Requirement:
Could you filter the records below and keep only the lines with the word "piped"?

--------------------------------------------------

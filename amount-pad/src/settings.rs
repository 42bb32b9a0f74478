//! Loading the amount field configuration from a TOML file.

use std::fs;
use std::path::{Path, PathBuf};

use amount_core::{EntryConfig, EntryConfigError};
use thiserror::Error;
use tracing::debug;

/// Errors that can occur when loading a configuration file.
#[derive(Debug, Error)]
pub enum SettingsError {
    #[error("cannot read config file '{}': {source}", .path.display())]
    Read {
        path: PathBuf,
        #[source]
        source: std::io::Error,
    },

    #[error("invalid TOML in '{}': {source}", .path.display())]
    Parse {
        path: PathBuf,
        #[source]
        source: toml::de::Error,
    },

    #[error("invalid configuration: {0}")]
    Invalid(#[from] EntryConfigError),
}

/// Parses a configuration from TOML text.
///
/// Fields missing from the text keep their defaults. The result is not
/// validated; [`load_config`] does that.
pub fn parse_config(text: &str) -> Result<EntryConfig, toml::de::Error> {
    toml::from_str(text)
}

/// Loads the configuration at `path`, or the defaults when `path` is `None`.
pub fn load_config(path: Option<&Path>) -> Result<EntryConfig, SettingsError> {
    let config = match path {
        Some(path) => {
            debug!(path = %path.display(), "loading config");
            let text = fs::read_to_string(path).map_err(|source| SettingsError::Read {
                path: path.to_path_buf(),
                source,
            })?;
            parse_config(&text).map_err(|source| SettingsError::Parse {
                path: path.to_path_buf(),
                source,
            })?
        }
        None => EntryConfig::default(),
    };
    config.validate()?;
    Ok(config)
}
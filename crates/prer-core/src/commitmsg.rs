//! Target lists embedded in deployment commit messages.
//!
//! A deployment branch carries no side database. The last commit on the
//! branch records which gitops targets produced it, between two marker lines:
//!
//! ```text
//! GitOps for release branch master from feature/x commit 1a2b3c
//!
//! --- gitops targets begin ---
//! //apps/alpha:gitops
//! --- gitops targets end ---
//! ```

use std::collections::BTreeSet;

/// Opening marker of the target block.
pub const BEGIN_TAG: &str = "--- gitops targets begin ---";
/// Closing marker of the target block.
pub const END_TAG: &str = "--- gitops targets end ---";

/// Render the target block for `targets`.
///
/// Names are sorted and de-duplicated so the same set always renders to the
/// same text. Each name takes one line, so only build labels and command
/// lines round-trip: blank names, names spanning several lines and names
/// equal to a marker are not recovered by [`extract_targets`].
pub fn generate<S: AsRef<str>>(targets: &[S]) -> String {
    let unique: BTreeSet<&str> = targets.iter().map(AsRef::as_ref).collect();

    let mut out = String::from("\n");
    out.push_str(BEGIN_TAG);
    out.push('\n');
    for target in unique {
        out.push_str(target);
        out.push('\n');
    }
    out.push_str(END_TAG);
    out.push('\n');
    out
}

/// Collect the targets recorded in `message`.
///
/// A message without a target block yields an empty set.
pub fn extract_targets(message: &str) -> BTreeSet<String> {
    let mut targets = BTreeSet::new();
    let mut inside = false;

    for line in message.lines() {
        let line = line.trim_end_matches('\r');
        if line == BEGIN_TAG {
            inside = true;
            continue;
        }
        if line == END_TAG {
            inside = false;
            continue;
        }
        if inside && !line.trim().is_empty() {
            targets.insert(line.to_string());
        }
    }

    targets
}

/// Full commit message for a train's deployment commit.
pub fn deployment_message<S: AsRef<str>>(
    release_branch: &str,
    branch_name: &str,
    git_commit: &str,
    targets: &[S],
) -> String {
    format!(
        "GitOps for release branch {release_branch} from {branch_name} commit {git_commit}\n{}",
        generate(targets)
    )
}
//! Subprocess execution with full error context.

use std::path::Path;
use std::process::{Output, Stdio};

use tokio::process::Command;
use tracing::debug;

use crate::error::{PrerError, Result};

/// Render `program args...` for logs and error messages.
pub fn command_line<S: AsRef<str>>(program: &str, args: &[S]) -> String {
    let mut line = program.to_string();
    for arg in args {
        line.push(' ');
        line.push_str(arg.as_ref());
    }
    line
}

/// Run a command to completion and capture its output, whatever the exit status.
pub async fn output<S: AsRef<str>>(program: &str, args: &[S], cwd: Option<&Path>) -> Result<Output> {
    let mut cmd = Command::new(program);
    for arg in args {
        let arg: &str = arg.as_ref();
        cmd.arg(arg);
    }
    cmd.stdin(Stdio::null())
        .stdout(Stdio::piped())
        .stderr(Stdio::piped());
    if let Some(dir) = cwd {
        cmd.current_dir(dir);
    }

    debug!(command = %command_line(program, args), "running");
    cmd.output().await.map_err(|source| PrerError::Spawn {
        command: command_line(program, args),
        source,
    })
}

/// Run a command and return its stdout; a non-zero exit is an error.
pub async fn run<S: AsRef<str>>(program: &str, args: &[S], cwd: Option<&Path>) -> Result<String> {
    let out = output(program, args, cwd).await?;
    if !out.status.success() {
        return Err(PrerError::CommandFailed {
            command: command_line(program, args),
            status: out.status.to_string(),
            stderr: String::from_utf8_lossy(&out.stderr).trim().to_string(),
        });
    }
    Ok(String::from_utf8_lossy(&out.stdout).into_owned())
}
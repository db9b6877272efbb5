//! Log output of `create-gitops-prs`.
//!
//! Progress of each phase (discovery, reconcile, render, push, publish) is
//! logged as tracing events on stderr. Stdout carries only the train listing
//! so CI jobs can capture it separately.

use tracing::Level;
use tracing_subscriber::layer::SubscriberExt;
use tracing_subscriber::util::SubscriberInitExt;
use tracing_subscriber::{fmt, EnvFilter};

/// Install the global subscriber.
///
/// `RUST_LOG` overrides `level`. `json` switches to one JSON object per
/// line. A second call is a no-op.
pub fn init_tracing(json: bool, level: Level) {
    let env_filter =
        EnvFilter::try_from_default_env().unwrap_or_else(|_| EnvFilter::new(level.as_str()));

    if json {
        tracing_subscriber::registry()
            .with(env_filter)
            .with(fmt::layer().with_writer(std::io::stderr).json())
            .try_init()
            .ok();
    } else {
        tracing_subscriber::registry()
            .with(env_filter)
            .with(fmt::layer().with_writer(std::io::stderr).with_target(false))
            .try_init()
            .ok();
    }
}
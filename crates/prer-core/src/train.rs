//! Release train classification.
//!
//! A release train is the set of gitops targets that share one deployment
//! branch. Trains come either from explicit `train:command` pairs supplied on
//! the command line or from the `deployment_branch` attribute of gitops rules
//! returned by the build graph.

use std::collections::BTreeMap;

use crate::error::{PrerError, Result};
use crate::query::TargetRecord;

/// Rule attribute naming the train a gitops target belongs to.
pub const DEPLOYMENT_BRANCH_ATTR: &str = "deployment_branch";

/// Train name → member targets (or pre-resolved commands).
///
/// A `BTreeMap` keeps the iteration order stable within and across runs.
pub type ReleaseTrains = BTreeMap<String, Vec<String>>;

/// Group `train:command` pairs into trains.
///
/// The command part may itself contain `:`; only the first separator splits.
pub fn from_resolved_binaries<S: AsRef<str>>(pairs: &[S]) -> Result<ReleaseTrains> {
    let mut trains = ReleaseTrains::new();
    for pair in pairs {
        let pair = pair.as_ref();
        let (train, command) = pair
            .split_once(':')
            .ok_or_else(|| PrerError::InvalidResolvedBinary(pair.to_string()))?;
        trains
            .entry(train.to_string())
            .or_default()
            .push(command.to_string());
    }
    Ok(trains)
}

/// Group query results by the value of `attribute`.
///
/// Records with a missing or empty value are left out. Duplicate records are
/// kept as-is.
pub fn classify(records: &[TargetRecord], attribute: &str) -> ReleaseTrains {
    let mut trains = ReleaseTrains::new();
    for record in records {
        match record.attribute(attribute) {
            Some(train) if !train.is_empty() => trains
                .entry(train.to_string())
                .or_default()
                .push(record.name.clone()),
            _ => {}
        }
    }
    trains
}

/// Query selecting gitops rules of `release_branch` under `scope`.
pub fn discovery_query(release_branch: &str, scope: &str) -> String {
    format!(
        "attr({DEPLOYMENT_BRANCH_ATTR}, \".+\", attr(release_branch_prefix, \"{release_branch}\", kind(gitops, {scope})))"
    )
}

/// Deployment branch name for `train`.
pub fn branch_name(prefix: &str, train: &str, suffix: &str) -> String {
    format!("{prefix}{train}{suffix}")
}

#[cfg(test)]
mod tests {
    use super::*;
    use std::collections::BTreeSet;

    fn record(name: &str, branch: Option<&str>) -> TargetRecord {
        let mut attributes = BTreeMap::new();
        if let Some(b) = branch {
            attributes.insert(DEPLOYMENT_BRANCH_ATTR.to_string(), b.to_string());
        }
        attributes.insert("release_branch_prefix".to_string(), "master".to_string());
        TargetRecord {
            name: name.to_string(),
            attributes,
        }
    }

    #[test]
    fn test_classify_groups_by_attribute() {
        let records = vec![
            record("//a:gitops", Some("alpha")),
            record("//b:gitops", Some("beta")),
            record("//a2:gitops", Some("alpha")),
        ];
        let trains = classify(&records, DEPLOYMENT_BRANCH_ATTR);
        assert_eq!(trains.len(), 2);
        assert_eq!(trains["alpha"], vec!["//a:gitops", "//a2:gitops"]);
        assert_eq!(trains["beta"], vec!["//b:gitops"]);
    }

    #[test]
    fn test_classify_partitions_tagged_targets() {
        let records = vec![
            record("//a:gitops", Some("alpha")),
            record("//b:gitops", Some("")),
            record("//c:gitops", None),
            record("//d:gitops", Some("delta")),
            record("//e:gitops", Some("alpha")),
        ];
        let trains = classify(&records, DEPLOYMENT_BRANCH_ATTR);

        let mut seen = BTreeSet::new();
        for members in trains.values() {
            for m in members {
                assert!(seen.insert(m.clone()), "{m} appears in two trains");
            }
        }
        let tagged: BTreeSet<String> = ["//a:gitops", "//d:gitops", "//e:gitops"]
            .iter()
            .map(|s| s.to_string())
            .collect();
        assert_eq!(seen, tagged);
    }

    #[test]
    fn test_classify_keeps_duplicates() {
        let records = vec![record("//a:gitops", Some("alpha")), record("//a:gitops", Some("alpha"))];
        let trains = classify(&records, DEPLOYMENT_BRANCH_ATTR);
        assert_eq!(trains["alpha"].len(), 2);
    }

    #[test]
    fn test_classify_empty_result() {
        assert!(classify(&[], DEPLOYMENT_BRANCH_ATTR).is_empty());
    }

    #[test]
    fn test_resolved_binaries_grouping() {
        let trains = from_resolved_binaries(&[
            "alpha:bazel-bin/a/gitops",
            "beta:bazel-bin/b/gitops",
            "alpha:bazel-bin/a2/gitops",
        ])
        .unwrap();
        assert_eq!(trains["alpha"], vec!["bazel-bin/a/gitops", "bazel-bin/a2/gitops"]);
        assert_eq!(trains["beta"], vec!["bazel-bin/b/gitops"]);
    }

    #[test]
    fn test_resolved_binary_splits_on_first_colon() {
        let trains = from_resolved_binaries(&["alpha:C:/tools/gitops.exe"]).unwrap();
        assert_eq!(trains["alpha"], vec!["C:/tools/gitops.exe"]);
    }

    #[test]
    fn test_resolved_binary_without_separator_is_rejected() {
        let err = from_resolved_binaries(&["just-a-command"]).unwrap_err();
        assert!(matches!(err, PrerError::InvalidResolvedBinary(ref s) if s == "just-a-command"));
        assert!(err.is_configuration());
    }

    #[test]
    fn test_discovery_query() {
        assert_eq!(
            discovery_query("master", "//..."),
            "attr(deployment_branch, \".+\", attr(release_branch_prefix, \"master\", kind(gitops, //...)))"
        );
    }

    #[test]
    fn test_branch_name() {
        assert_eq!(branch_name("deploy/", "alpha", ""), "deploy/alpha");
        assert_eq!(branch_name("deploy/", "alpha", "-v2"), "deploy/alpha-v2");
    }
}
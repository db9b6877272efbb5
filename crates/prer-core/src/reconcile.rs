//! Deployment branch reconciliation.
//!
//! Each train owns one branch. The branch's last commit records which targets
//! it was rendered from; comparing that record with the current train decides
//! whether the branch can take another commit or must start over from base.

use std::collections::BTreeSet;
use std::fmt;

use tracing::info;

use crate::commitmsg;
use crate::error::Result;
use crate::git::DeployRepo;

/// State of a train's deployment branch at the start of a run.
#[derive(Debug, Clone, Copy, PartialEq, Eq)]
pub enum BranchState {
    /// Created fresh from base.
    NotExists,
    /// Existing branch; new changes are layered on top.
    ExistsReusable,
    /// Existing branch that lost targets; reset to base.
    ExistsStale,
}

impl fmt::Display for BranchState {
    fn fmt(&self, f: &mut fmt::Formatter<'_>) -> fmt::Result {
        let name = match self {
            BranchState::NotExists => "not-exists",
            BranchState::ExistsReusable => "exists-reusable",
            BranchState::ExistsStale => "exists-stale",
        };
        f.write_str(name)
    }
}

/// Targets recorded previously that are absent now.
pub fn removed_targets<S: AsRef<str>>(previous: &BTreeSet<String>, current: &[S]) -> BTreeSet<String> {
    let current: BTreeSet<&str> = current.iter().map(AsRef::as_ref).collect();
    previous
        .iter()
        .filter(|t| !current.contains(t.as_str()))
        .cloned()
        .collect()
}

/// Pure branch decision. Only removals make a branch stale; additions never do.
pub fn decide<S: AsRef<str>>(created_fresh: bool, previous: &BTreeSet<String>, current: &[S]) -> BranchState {
    if created_fresh {
        BranchState::NotExists
    } else if removed_targets(previous, current).is_empty() {
        BranchState::ExistsReusable
    } else {
        BranchState::ExistsStale
    }
}

/// Put `repo` on `branch`, ready to receive the rendering of `current`.
///
/// A stale branch is recreated from `base`, dropping its history.
pub async fn reconcile_branch<S: AsRef<str>>(
    repo: &mut dyn DeployRepo,
    branch: &str,
    base: &str,
    current: &[S],
) -> Result<BranchState> {
    let created = repo.switch_to_branch(branch, base).await?;
    if created {
        info!(branch, "created deployment branch");
        return Ok(BranchState::NotExists);
    }

    let previous = commitmsg::extract_targets(&repo.last_commit_message().await?);
    let state = decide(false, &previous, current);
    if state == BranchState::ExistsStale {
        let removed: Vec<String> = removed_targets(&previous, current).into_iter().collect();
        info!(branch, removed = ?removed, "targets removed, recreating branch");
        repo.recreate_branch(branch, base).await?;
    }
    Ok(state)
}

--------------------------------------------------

Output below:
        .stdout(Stdio::piped())
        .stderr(Stdio::piped());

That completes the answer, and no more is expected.